New research however is a reminder that solutions to seemingly intractable problems aren’t necessarily complicated. A study of 1800 working-aged residents in a public apartment complex in Colombia found that women were more likely to run a home-based business when their randomly-assigned unit was on the ground floor. They earned a lot more at it too.
Female home-based entrepreneurs in ground-floor units of the four- storey complex earned twice as much as women running businesses from the other three floors. They also earned triple what their female neighbours made in other occupations.
While no such differences were seen for men, they continued to outpace women, earning an average of $241 a month in their home-based businesses, compared to $64 for upper-floor female entrepreneurs. But the ground-floor women narrowed that gap by 58.5 percent, earning $167 a month. The research highlights the importance of “micro-geographic space” and how subtle differences in location can make a big difference to people’s access to and exchange of resources, especially for women.

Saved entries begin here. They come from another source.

use tiffin_server::{Config, Server, ServerState, print_banner, setup_environment};

#[tokio::main]
async fn main() -> anyhow::Result<()> {
    // 1. 设置环境 (dotenv, 日志)
    setup_environment();

    // 打印横幅
    print_banner();

    tracing::info!("🍛 Tiffin POS Server starting...");

    // 2. 加载配置
    let config = Config::from_env();

    // 3. 初始化服务器状态 (建目录、开库、装配服务)
    let state = ServerState::initialize(&config)?;

    // 4. 启动 HTTP 服务器 (自动启动中继 worker)
    let server = Server::with_state(config, state);

    if let Err(e) = server.run().await {
        tracing::error!("Server error: {}", e);
        return Err(e);
    }

    Ok(())
}
//! API 路由模块
//!
//! # 结构
//!
//! - [`health`] - 健康检查
//! - [`menu_items`] - 菜单管理接口
//! - [`cart`] - 购物车接口
//! - [`orders`] - 订单确认与账单接口
//! - [`reports`] - 销售报表与导出接口
//! - [`store_info`] - 门店信息接口

pub mod cart;
pub mod health;
pub mod menu_items;
pub mod orders;
pub mod reports;
pub mod store_info;

// Re-export common types for handlers
pub use crate::utils::{AppResponse, AppResult};
//! Logging Infrastructure
//!
//! Structured logging setup with support for both development and
//! production environments.

use std::path::Path;

/// Initialize the logger
pub fn init_logger() {
    init_logger_with_file(None, None);
}

/// Initialize the logger with optional file output
pub fn init_logger_with_file(log_level: Option<&str>, log_dir: Option<&str>) {
    let level = log_level.unwrap_or("info");

    let subscriber = tracing_subscriber::fmt()
        .with_max_level(level.parse().unwrap_or(tracing::Level::INFO))
        .with_file(false)
        .with_line_number(false)
        .with_thread_ids(false)
        .with_target(false);

    // Add file output if log_dir is provided
    if let Some(dir) = log_dir {
        let log_path = Path::new(dir);
        if log_path.exists()
            && let Some(dir_str) = log_path.to_str()
        {
            let file_appender = tracing_appender::rolling::daily(dir_str, "tiffin-server");
            subscriber.with_writer(file_appender).init();
            return;
        }
    }

    subscriber.init();
}
//! 工具模块 - 通用工具函数和类型
//!
//! - [`AppError`] / [`AppResult`] - 应用错误类型
//! - [`AppResponse`] - API 响应结构
//! - 日志、时间、输入校验工具

pub mod error;
pub mod logger;
pub mod time;
pub mod validation;

pub use error::{AppError, AppResponse, AppResult, ok};
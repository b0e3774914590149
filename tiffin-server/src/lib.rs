//! Tiffin POS Server - 轻量级餐厅销售点后端
//!
//! # 架构概述
//!
//! 单体 HTTP 服务，嵌入式存储，为一家餐厅服务：
//!
//! - **菜单目录** (`api/menu_items`): 菜品 CRUD
//! - **购物车** (`cart`): 当前购物车的持久化操作
//! - **订单** (`orders`): 确认、当前账单、支付方式
//! - **报表** (`reports`): 月报/日报聚合、CSV 导出
//! - **中继** (`relay`): 每日报表推送到外部通知服务
//!
//! # 模块结构
//!
//! ```text
//! tiffin-server/src/
//! ├── core/          # 配置、状态、服务器
//! ├── storage/       # 嵌入式数据库 (redb)
//! ├── cart/          # 购物车服务
//! ├── orders/        # 订单确认与账单
//! ├── reports/       # 销售报表引擎
//! ├── relay/         # 报表中继 worker
//! ├── api/           # HTTP 路由和处理器
//! └── utils/         # 错误、日志、时间、校验
//! ```

pub mod api;
pub mod cart;
pub mod core;
pub mod orders;
pub mod relay;
pub mod reports;
pub mod storage;
pub mod utils;

// Re-export 公共类型
pub use cart::CartService;
pub use core::{Config, Server, ServerState};
pub use orders::{CheckoutStage, OrdersManager, SalesEvent};
pub use storage::PosStorage;
pub use utils::{AppError, AppResponse, AppResult};

// Re-export logger functions
pub use utils::logger::{init_logger, init_logger_with_file};

/// 设置运行环境: dotenv + 日志
pub fn setup_environment() {
    dotenv::dotenv().ok();

    let log_level = std::env::var("LOG_LEVEL").ok();
    let log_dir = std::env::var("LOG_DIR").ok();
    init_logger_with_file(log_level.as_deref(), log_dir.as_deref());
}

pub fn print_banner() {
    println!(
        r#"
  ______ _  ____ ____ _
 /_  __/(_)/ __// __/(_)___
  / /  / // /_ / /_ / // _ \
 / /  / // __// __// // // /
/_/  /_//_/  /_/  /_//_//_/
        P O S
    "#
    );
}
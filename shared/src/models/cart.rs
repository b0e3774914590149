//! Cart Model
//!
//! The working set of items pending purchase. A cart holds at most one
//! line per menu item id; repeat adds increment the quantity, and a
//! quantity dropping to zero or below removes the line entirely. Line
//! order is insertion order and is preserved through quantity changes.

use rust_decimal::Decimal;
use serde::{Deserialize, Serialize};

use super::menu_item::MenuItem;

/// One cart line: a quantity of a single menu item.
///
/// Name, price and image are denormalized snapshots taken at add time,
/// so later catalog edits do not rewrite carts or historical bills.
#[derive(Debug, Clone, Serialize, Deserialize, PartialEq)]
pub struct CartLine {
    pub item_id: u32,
    pub name: String,
    pub price: Decimal,
    #[serde(default)]
    pub image: String,
    pub quantity: i32,
}

impl CartLine {
    /// Line total (price x quantity)
    pub fn line_total(&self) -> Decimal {
        self.price * Decimal::from(self.quantity)
    }
}

/// The current cart: an ordered sequence of cart lines.
#[derive(Debug, Clone, Default, Serialize, Deserialize, PartialEq)]
#[serde(transparent)]
pub struct Cart {
    lines: Vec<CartLine>,
}

impl Cart {
    pub fn new() -> Self {
        Self::default()
    }

    /// Add one unit of a menu item, snapshotting name/price/image.
    ///
    /// If a line for the item already exists its quantity is
    /// incremented; the line keeps its original snapshot and position.
    pub fn add_item(&mut self, item: &MenuItem) {
        if let Some(line) = self.lines.iter_mut().find(|l| l.item_id == item.id) {
            line.quantity += 1;
        } else {
            self.lines.push(CartLine {
                item_id: item.id,
                name: item.name.clone(),
                price: item.price,
                image: item.image.clone(),
                quantity: 1,
            });
        }
    }

    /// Adjust a line's quantity by `delta`.
    ///
    /// No-op when no line matches. A resulting quantity <= 0 removes
    /// the line (a cart never holds a non-positive quantity). The
    /// addition saturates, so an extreme delta pins the quantity at the
    /// i32 bound instead of wrapping.
    pub fn change_quantity(&mut self, item_id: u32, delta: i32) {
        let Some(line) = self.lines.iter_mut().find(|l| l.item_id == item_id) else {
            return;
        };
        line.quantity = line.quantity.saturating_add(delta);
        if line.quantity <= 0 {
            self.remove_item(item_id);
        }
    }

    /// Remove the line for `item_id` if present; no-op otherwise.
    pub fn remove_item(&mut self, item_id: u32) {
        self.lines.retain(|l| l.item_id != item_id);
    }

    /// Sum of price x quantity over all lines (0 for an empty cart).
    pub fn total(&self) -> Decimal {
        self.lines.iter().map(CartLine::line_total).sum()
    }

    /// Total unit count (sum of quantities, not distinct lines).
    pub fn item_count(&self) -> i32 {
        self.lines.iter().map(|l| l.quantity).sum()
    }

    pub fn clear(&mut self) {
        self.lines.clear();
    }

    pub fn is_empty(&self) -> bool {
        self.lines.is_empty()
    }

    pub fn len(&self) -> usize {
        self.lines.len()
    }

    pub fn lines(&self) -> &[CartLine] {
        &self.lines
    }

    /// Snapshot the lines for an immutable order record.
    pub fn snapshot_lines(&self) -> Vec<CartLine> {
        self.lines.clone()
    }
}

#[cfg(test)]
mod tests {
    use super::*;
    use rust_decimal::prelude::*;

    fn item(id: u32, name: &str, price: &str) -> MenuItem {
        MenuItem {
            id,
            name: name.to_string(),
            price: Decimal::from_str(price).unwrap(),
            category: "Breakfast".to_string(),
            image: String::new(),
        }
    }

    fn no_duplicate_lines(cart: &Cart) -> bool {
        let mut ids: Vec<u32> = cart.lines().iter().map(|l| l.item_id).collect();
        ids.sort_unstable();
        ids.windows(2).all(|w| w[0] != w[1])
    }

    #[test]
    fn add_item_merges_lines() {
        let mut cart = Cart::new();
        let idly = item(1, "Idly", "5.00");

        cart.add_item(&idly);
        cart.add_item(&idly);

        assert_eq!(cart.len(), 1);
        assert_eq!(cart.lines()[0].quantity, 2);
        assert_eq!(cart.total(), Decimal::from_str("10.00").unwrap());
        assert_eq!(cart.item_count(), 2);
    }

    #[test]
    fn add_item_snapshots_price_at_add_time() {
        let mut cart = Cart::new();
        let mut dosai = item(2, "Dosai", "8.00");
        cart.add_item(&dosai);

        // Later catalog price change must not affect the existing line
        dosai.price = Decimal::from_str("9.50").unwrap();
        cart.add_item(&dosai);

        assert_eq!(cart.lines()[0].price, Decimal::from_str("8.00").unwrap());
        assert_eq!(cart.lines()[0].quantity, 2);
    }

    #[test]
    fn change_quantity_to_zero_removes_line() {
        let mut cart = Cart::new();
        cart.add_item(&item(1, "Idly", "5.00"));
        cart.add_item(&item(2, "Dosai", "8.00"));

        cart.change_quantity(1, -1);

        assert_eq!(cart.len(), 1);
        assert_eq!(cart.lines()[0].item_id, 2);
    }

    #[test]
    fn change_quantity_missing_item_is_noop() {
        let mut cart = Cart::new();
        cart.add_item(&item(1, "Idly", "5.00"));

        cart.change_quantity(99, 3);

        assert_eq!(cart.len(), 1);
        assert_eq!(cart.item_count(), 1);
    }

    #[test]
    fn change_quantity_saturates_at_the_i32_bound() {
        let mut cart = Cart::new();
        cart.add_item(&item(1, "Idly", "5.00"));

        // An extreme delta must pin at i32::MAX, never wrap negative
        // (which would silently drop the line)
        cart.change_quantity(1, i32::MAX);
        assert_eq!(cart.lines()[0].quantity, i32::MAX);

        cart.change_quantity(1, i32::MIN);
        assert!(cart.is_empty());
    }

    #[test]
    fn remove_missing_item_is_noop() {
        let mut cart = Cart::new();
        cart.add_item(&item(1, "Idly", "5.00"));

        cart.remove_item(99);

        assert_eq!(cart.len(), 1);
    }

    #[test]
    fn empty_cart_total_is_zero() {
        let cart = Cart::new();
        assert_eq!(cart.total(), Decimal::ZERO);
        assert_eq!(cart.item_count(), 0);
        assert!(cart.is_empty());
    }

    #[test]
    fn insertion_order_is_preserved() {
        let mut cart = Cart::new();
        cart.add_item(&item(3, "Poori", "6.00"));
        cart.add_item(&item(1, "Idly", "5.00"));
        cart.add_item(&item(3, "Poori", "6.00"));

        let ids: Vec<u32> = cart.lines().iter().map(|l| l.item_id).collect();
        assert_eq!(ids, vec![3, 1]);
    }

    #[test]
    fn invariants_hold_under_mixed_operations() {
        let mut cart = Cart::new();
        let items = [
            item(1, "Idly", "5.00"),
            item(2, "Dosai", "8.00"),
            item(3, "Poori", "6.00"),
        ];

        // Arbitrary interleaving of adds, quantity changes and removes
        for round in 0..50 {
            let it = &items[round % 3];
            cart.add_item(it);
            if round % 4 == 0 {
                cart.change_quantity(it.id, -3);
            }
            if round % 7 == 0 {
                cart.remove_item(items[(round + 1) % 3].id);
            }
            if round % 5 == 0 {
                cart.change_quantity(items[(round + 2) % 3].id, 2);
            }

            assert!(no_duplicate_lines(&cart), "duplicate line at round {round}");
            assert!(
                cart.lines().iter().all(|l| l.quantity >= 1),
                "non-positive quantity at round {round}"
            );
        }
    }
}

“What really stood out for me was the strength of the effect, given how small the spatial distance was,” said researcher Laura Doering, an assistant professor of strategic management at the University of Toronto’s Rotman School of Management.
Prof. Doering co-wrote the paper with her former colleague Christopher Liu, now an assistant professor at the University of Oregon’s Lundquist College of Business.
Self-employment and associated training supports are often promoted as tools for improving low-income women’s economic prospects in places where their labour market options are much more limited and poorly paid compared to men. Yet Dr. Doering points out the strategy “hasn’t moved the needle very much.”
The study’s results underline the importance of visibility for female entrepreneurs, who are typically overlooked and less likely to promote their businesses as aggressively as men, according to other research. Ground-floor female entrepreneurs in the Colombian housing complex used their windows and terraces as informal storefronts, almost exclusively selling food and drinks. Women on the upper floors tended towards beauty or other services, such as ice vending or laundry machine rental.
While Prof. Doering cautions that the findings are preliminary, “the real takeaway for me is when we think about programs and policies for economic development, we have to be thinking about space as a resource,” says Prof. Doering. “It might be as important as financial capital.”